[Stored items]
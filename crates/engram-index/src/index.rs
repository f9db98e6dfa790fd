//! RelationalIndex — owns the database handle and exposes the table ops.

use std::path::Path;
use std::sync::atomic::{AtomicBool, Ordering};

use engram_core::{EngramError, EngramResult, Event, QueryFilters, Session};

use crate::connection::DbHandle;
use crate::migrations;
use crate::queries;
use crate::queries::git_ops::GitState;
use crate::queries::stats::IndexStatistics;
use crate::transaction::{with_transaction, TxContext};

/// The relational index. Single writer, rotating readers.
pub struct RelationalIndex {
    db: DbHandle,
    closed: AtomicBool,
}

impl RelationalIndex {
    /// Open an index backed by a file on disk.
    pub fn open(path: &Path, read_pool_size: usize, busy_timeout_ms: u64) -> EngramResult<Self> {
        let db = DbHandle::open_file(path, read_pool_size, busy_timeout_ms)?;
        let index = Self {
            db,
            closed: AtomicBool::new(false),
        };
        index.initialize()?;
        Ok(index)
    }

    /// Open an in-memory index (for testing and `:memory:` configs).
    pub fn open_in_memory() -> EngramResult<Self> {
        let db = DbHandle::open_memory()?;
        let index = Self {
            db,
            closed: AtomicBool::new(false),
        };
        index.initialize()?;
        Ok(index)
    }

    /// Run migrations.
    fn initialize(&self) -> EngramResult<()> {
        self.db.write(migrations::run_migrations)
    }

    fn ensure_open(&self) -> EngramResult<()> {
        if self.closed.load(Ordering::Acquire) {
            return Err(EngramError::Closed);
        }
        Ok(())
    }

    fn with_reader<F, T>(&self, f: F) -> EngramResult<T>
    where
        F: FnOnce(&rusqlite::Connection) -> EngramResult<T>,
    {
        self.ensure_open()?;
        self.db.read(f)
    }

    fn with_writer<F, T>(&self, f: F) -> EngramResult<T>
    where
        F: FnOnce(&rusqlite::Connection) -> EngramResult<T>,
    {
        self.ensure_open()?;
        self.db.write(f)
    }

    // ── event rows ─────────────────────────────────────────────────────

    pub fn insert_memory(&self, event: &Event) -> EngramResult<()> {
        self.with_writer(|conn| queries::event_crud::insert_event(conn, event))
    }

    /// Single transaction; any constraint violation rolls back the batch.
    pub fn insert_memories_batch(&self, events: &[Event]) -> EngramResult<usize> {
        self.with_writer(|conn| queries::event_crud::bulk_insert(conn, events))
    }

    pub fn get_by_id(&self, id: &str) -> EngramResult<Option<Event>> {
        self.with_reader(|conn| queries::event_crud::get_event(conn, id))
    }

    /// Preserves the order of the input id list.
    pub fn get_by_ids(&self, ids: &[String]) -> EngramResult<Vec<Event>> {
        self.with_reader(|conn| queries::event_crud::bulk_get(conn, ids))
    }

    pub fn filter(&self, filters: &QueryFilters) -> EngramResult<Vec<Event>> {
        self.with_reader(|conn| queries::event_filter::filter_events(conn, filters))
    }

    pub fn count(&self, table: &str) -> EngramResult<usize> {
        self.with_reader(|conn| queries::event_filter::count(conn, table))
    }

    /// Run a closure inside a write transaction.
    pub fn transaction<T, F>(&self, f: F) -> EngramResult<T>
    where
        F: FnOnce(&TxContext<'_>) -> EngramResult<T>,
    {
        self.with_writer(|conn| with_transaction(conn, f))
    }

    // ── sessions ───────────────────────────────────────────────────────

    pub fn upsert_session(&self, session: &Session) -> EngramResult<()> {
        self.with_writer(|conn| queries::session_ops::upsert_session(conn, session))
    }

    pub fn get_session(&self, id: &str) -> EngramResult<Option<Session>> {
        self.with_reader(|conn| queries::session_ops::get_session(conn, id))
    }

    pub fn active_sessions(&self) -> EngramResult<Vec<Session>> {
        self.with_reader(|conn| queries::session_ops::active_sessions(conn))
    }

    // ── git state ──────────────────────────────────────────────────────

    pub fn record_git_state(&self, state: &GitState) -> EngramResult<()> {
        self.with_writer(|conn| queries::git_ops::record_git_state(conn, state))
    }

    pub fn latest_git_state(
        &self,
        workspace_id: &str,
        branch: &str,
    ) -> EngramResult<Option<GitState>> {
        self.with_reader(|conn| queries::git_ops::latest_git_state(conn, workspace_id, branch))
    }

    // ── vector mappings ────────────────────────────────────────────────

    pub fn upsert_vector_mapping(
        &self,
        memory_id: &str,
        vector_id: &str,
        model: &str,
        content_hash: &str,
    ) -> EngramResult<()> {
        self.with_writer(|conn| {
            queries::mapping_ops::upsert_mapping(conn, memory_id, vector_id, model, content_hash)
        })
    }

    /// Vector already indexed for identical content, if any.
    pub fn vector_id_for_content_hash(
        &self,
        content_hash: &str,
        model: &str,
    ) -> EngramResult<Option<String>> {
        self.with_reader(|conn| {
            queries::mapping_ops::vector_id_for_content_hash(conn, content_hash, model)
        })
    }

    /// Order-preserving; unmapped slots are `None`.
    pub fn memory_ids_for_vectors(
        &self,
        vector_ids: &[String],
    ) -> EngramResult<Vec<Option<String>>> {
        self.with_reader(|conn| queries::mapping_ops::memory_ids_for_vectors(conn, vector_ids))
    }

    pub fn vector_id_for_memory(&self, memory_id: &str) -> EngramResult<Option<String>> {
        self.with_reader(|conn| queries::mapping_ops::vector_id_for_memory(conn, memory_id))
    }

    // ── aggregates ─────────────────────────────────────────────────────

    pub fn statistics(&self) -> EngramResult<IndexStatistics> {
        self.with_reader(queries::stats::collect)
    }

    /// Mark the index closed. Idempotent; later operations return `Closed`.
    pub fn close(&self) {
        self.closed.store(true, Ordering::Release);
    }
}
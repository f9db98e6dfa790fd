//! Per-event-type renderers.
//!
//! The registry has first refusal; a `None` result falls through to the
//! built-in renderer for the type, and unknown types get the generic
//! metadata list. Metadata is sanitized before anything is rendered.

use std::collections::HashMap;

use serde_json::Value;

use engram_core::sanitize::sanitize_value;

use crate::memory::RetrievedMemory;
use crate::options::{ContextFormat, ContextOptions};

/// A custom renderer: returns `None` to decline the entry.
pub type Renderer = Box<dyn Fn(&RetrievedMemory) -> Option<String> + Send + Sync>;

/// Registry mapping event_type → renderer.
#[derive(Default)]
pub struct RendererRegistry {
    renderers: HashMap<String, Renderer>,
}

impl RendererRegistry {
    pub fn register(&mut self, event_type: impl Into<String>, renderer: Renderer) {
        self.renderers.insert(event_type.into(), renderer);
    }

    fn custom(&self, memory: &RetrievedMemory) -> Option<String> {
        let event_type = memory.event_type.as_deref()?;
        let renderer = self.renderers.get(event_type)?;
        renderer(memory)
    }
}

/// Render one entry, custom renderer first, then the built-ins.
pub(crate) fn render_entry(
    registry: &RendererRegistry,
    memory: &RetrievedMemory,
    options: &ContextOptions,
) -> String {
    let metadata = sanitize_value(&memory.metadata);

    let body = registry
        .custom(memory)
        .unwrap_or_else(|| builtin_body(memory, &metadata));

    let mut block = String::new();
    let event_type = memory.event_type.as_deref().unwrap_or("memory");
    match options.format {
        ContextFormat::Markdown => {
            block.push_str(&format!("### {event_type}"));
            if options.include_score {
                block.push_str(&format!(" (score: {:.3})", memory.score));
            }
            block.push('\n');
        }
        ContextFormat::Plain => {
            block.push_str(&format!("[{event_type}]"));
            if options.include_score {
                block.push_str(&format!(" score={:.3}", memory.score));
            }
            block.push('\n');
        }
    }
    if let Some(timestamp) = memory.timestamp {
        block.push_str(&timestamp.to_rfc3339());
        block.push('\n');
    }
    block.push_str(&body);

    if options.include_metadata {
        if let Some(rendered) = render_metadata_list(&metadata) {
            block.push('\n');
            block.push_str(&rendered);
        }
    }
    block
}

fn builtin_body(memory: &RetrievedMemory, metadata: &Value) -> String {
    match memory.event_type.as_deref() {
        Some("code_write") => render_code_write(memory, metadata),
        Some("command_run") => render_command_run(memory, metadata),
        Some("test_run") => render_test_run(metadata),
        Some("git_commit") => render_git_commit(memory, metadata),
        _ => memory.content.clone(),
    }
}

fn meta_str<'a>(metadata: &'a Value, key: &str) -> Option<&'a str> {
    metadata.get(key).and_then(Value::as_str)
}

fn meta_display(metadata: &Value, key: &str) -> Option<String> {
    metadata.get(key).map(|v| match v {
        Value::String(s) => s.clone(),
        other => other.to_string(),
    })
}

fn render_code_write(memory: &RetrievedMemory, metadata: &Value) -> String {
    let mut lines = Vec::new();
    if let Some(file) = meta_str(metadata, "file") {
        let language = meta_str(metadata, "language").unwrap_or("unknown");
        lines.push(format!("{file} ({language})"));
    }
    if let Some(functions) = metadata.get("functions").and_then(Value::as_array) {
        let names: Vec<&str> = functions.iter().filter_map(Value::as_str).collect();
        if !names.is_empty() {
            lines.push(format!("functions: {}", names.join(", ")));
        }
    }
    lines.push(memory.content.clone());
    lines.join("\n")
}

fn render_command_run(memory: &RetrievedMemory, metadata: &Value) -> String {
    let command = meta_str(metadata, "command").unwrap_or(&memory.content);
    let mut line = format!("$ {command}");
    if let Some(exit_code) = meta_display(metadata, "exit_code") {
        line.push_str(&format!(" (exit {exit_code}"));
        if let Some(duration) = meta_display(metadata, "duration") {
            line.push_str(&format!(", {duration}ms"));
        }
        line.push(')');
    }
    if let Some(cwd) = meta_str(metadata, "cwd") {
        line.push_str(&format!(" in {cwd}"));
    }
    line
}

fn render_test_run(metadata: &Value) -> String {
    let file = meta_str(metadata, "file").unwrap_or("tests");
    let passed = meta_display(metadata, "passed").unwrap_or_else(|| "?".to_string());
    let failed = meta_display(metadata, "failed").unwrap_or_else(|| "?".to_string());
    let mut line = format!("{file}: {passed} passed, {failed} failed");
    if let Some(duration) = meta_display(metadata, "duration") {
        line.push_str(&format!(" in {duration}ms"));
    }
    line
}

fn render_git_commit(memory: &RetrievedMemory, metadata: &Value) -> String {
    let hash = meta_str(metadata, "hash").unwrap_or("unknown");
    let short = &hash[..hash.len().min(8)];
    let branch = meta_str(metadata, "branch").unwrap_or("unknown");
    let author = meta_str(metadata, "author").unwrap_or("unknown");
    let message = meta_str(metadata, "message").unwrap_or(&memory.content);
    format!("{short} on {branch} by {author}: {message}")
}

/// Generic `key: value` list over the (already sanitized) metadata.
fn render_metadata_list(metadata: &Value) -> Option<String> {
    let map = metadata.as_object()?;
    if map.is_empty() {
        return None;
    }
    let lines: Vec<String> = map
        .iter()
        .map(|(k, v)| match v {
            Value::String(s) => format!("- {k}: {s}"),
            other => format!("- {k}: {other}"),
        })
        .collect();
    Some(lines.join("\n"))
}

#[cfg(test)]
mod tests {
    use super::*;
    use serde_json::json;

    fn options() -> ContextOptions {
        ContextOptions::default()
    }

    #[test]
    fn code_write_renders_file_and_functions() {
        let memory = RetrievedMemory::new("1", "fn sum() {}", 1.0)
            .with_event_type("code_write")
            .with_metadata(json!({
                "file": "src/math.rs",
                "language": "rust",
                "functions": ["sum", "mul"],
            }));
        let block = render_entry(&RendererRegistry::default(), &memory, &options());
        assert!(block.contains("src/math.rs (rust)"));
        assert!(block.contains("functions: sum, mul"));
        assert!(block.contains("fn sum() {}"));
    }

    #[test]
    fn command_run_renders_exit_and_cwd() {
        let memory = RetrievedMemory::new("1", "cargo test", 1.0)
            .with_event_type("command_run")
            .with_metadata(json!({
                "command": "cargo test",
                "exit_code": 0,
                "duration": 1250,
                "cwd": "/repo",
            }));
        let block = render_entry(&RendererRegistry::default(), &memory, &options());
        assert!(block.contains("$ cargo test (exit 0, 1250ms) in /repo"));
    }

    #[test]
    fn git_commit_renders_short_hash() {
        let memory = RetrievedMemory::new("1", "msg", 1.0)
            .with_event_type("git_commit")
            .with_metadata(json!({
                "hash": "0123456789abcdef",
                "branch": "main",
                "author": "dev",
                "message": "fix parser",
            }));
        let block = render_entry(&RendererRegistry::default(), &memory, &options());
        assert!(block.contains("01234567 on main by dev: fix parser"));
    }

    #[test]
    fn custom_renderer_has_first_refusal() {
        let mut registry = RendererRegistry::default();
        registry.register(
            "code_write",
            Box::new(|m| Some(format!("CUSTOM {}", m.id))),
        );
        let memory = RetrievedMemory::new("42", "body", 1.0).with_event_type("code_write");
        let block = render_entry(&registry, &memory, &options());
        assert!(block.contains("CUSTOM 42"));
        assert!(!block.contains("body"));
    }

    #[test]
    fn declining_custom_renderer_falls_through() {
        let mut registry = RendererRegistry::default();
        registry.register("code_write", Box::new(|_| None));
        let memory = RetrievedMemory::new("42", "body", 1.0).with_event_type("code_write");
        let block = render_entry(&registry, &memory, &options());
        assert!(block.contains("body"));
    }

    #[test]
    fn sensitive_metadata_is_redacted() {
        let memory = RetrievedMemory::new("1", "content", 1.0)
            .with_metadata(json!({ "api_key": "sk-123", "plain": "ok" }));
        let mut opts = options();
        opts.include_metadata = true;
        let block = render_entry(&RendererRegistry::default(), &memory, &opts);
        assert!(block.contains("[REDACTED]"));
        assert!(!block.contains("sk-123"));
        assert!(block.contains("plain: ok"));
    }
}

* ACTIVITY
From the very first line of the data through the line with "use crate::queries::git_ops::GitState;" in it, please reproduce each line exactly and output nothing more.

* ANSWER TO THIS EXERCISE
filename crates/engram-index/src/index.rs
repository f9db98e6dfa790fd
//! RelationalIndex — owns the database handle and exposes the table ops.

use std::path::Path;
use std::sync::atomic::{AtomicBool, Ordering};

use engram_core::{EngramError, EngramResult, Event, QueryFilters, Session};

use crate::connection::DbHandle;
use crate::migrations;
use crate::queries;
use crate::queries::git_ops::GitState;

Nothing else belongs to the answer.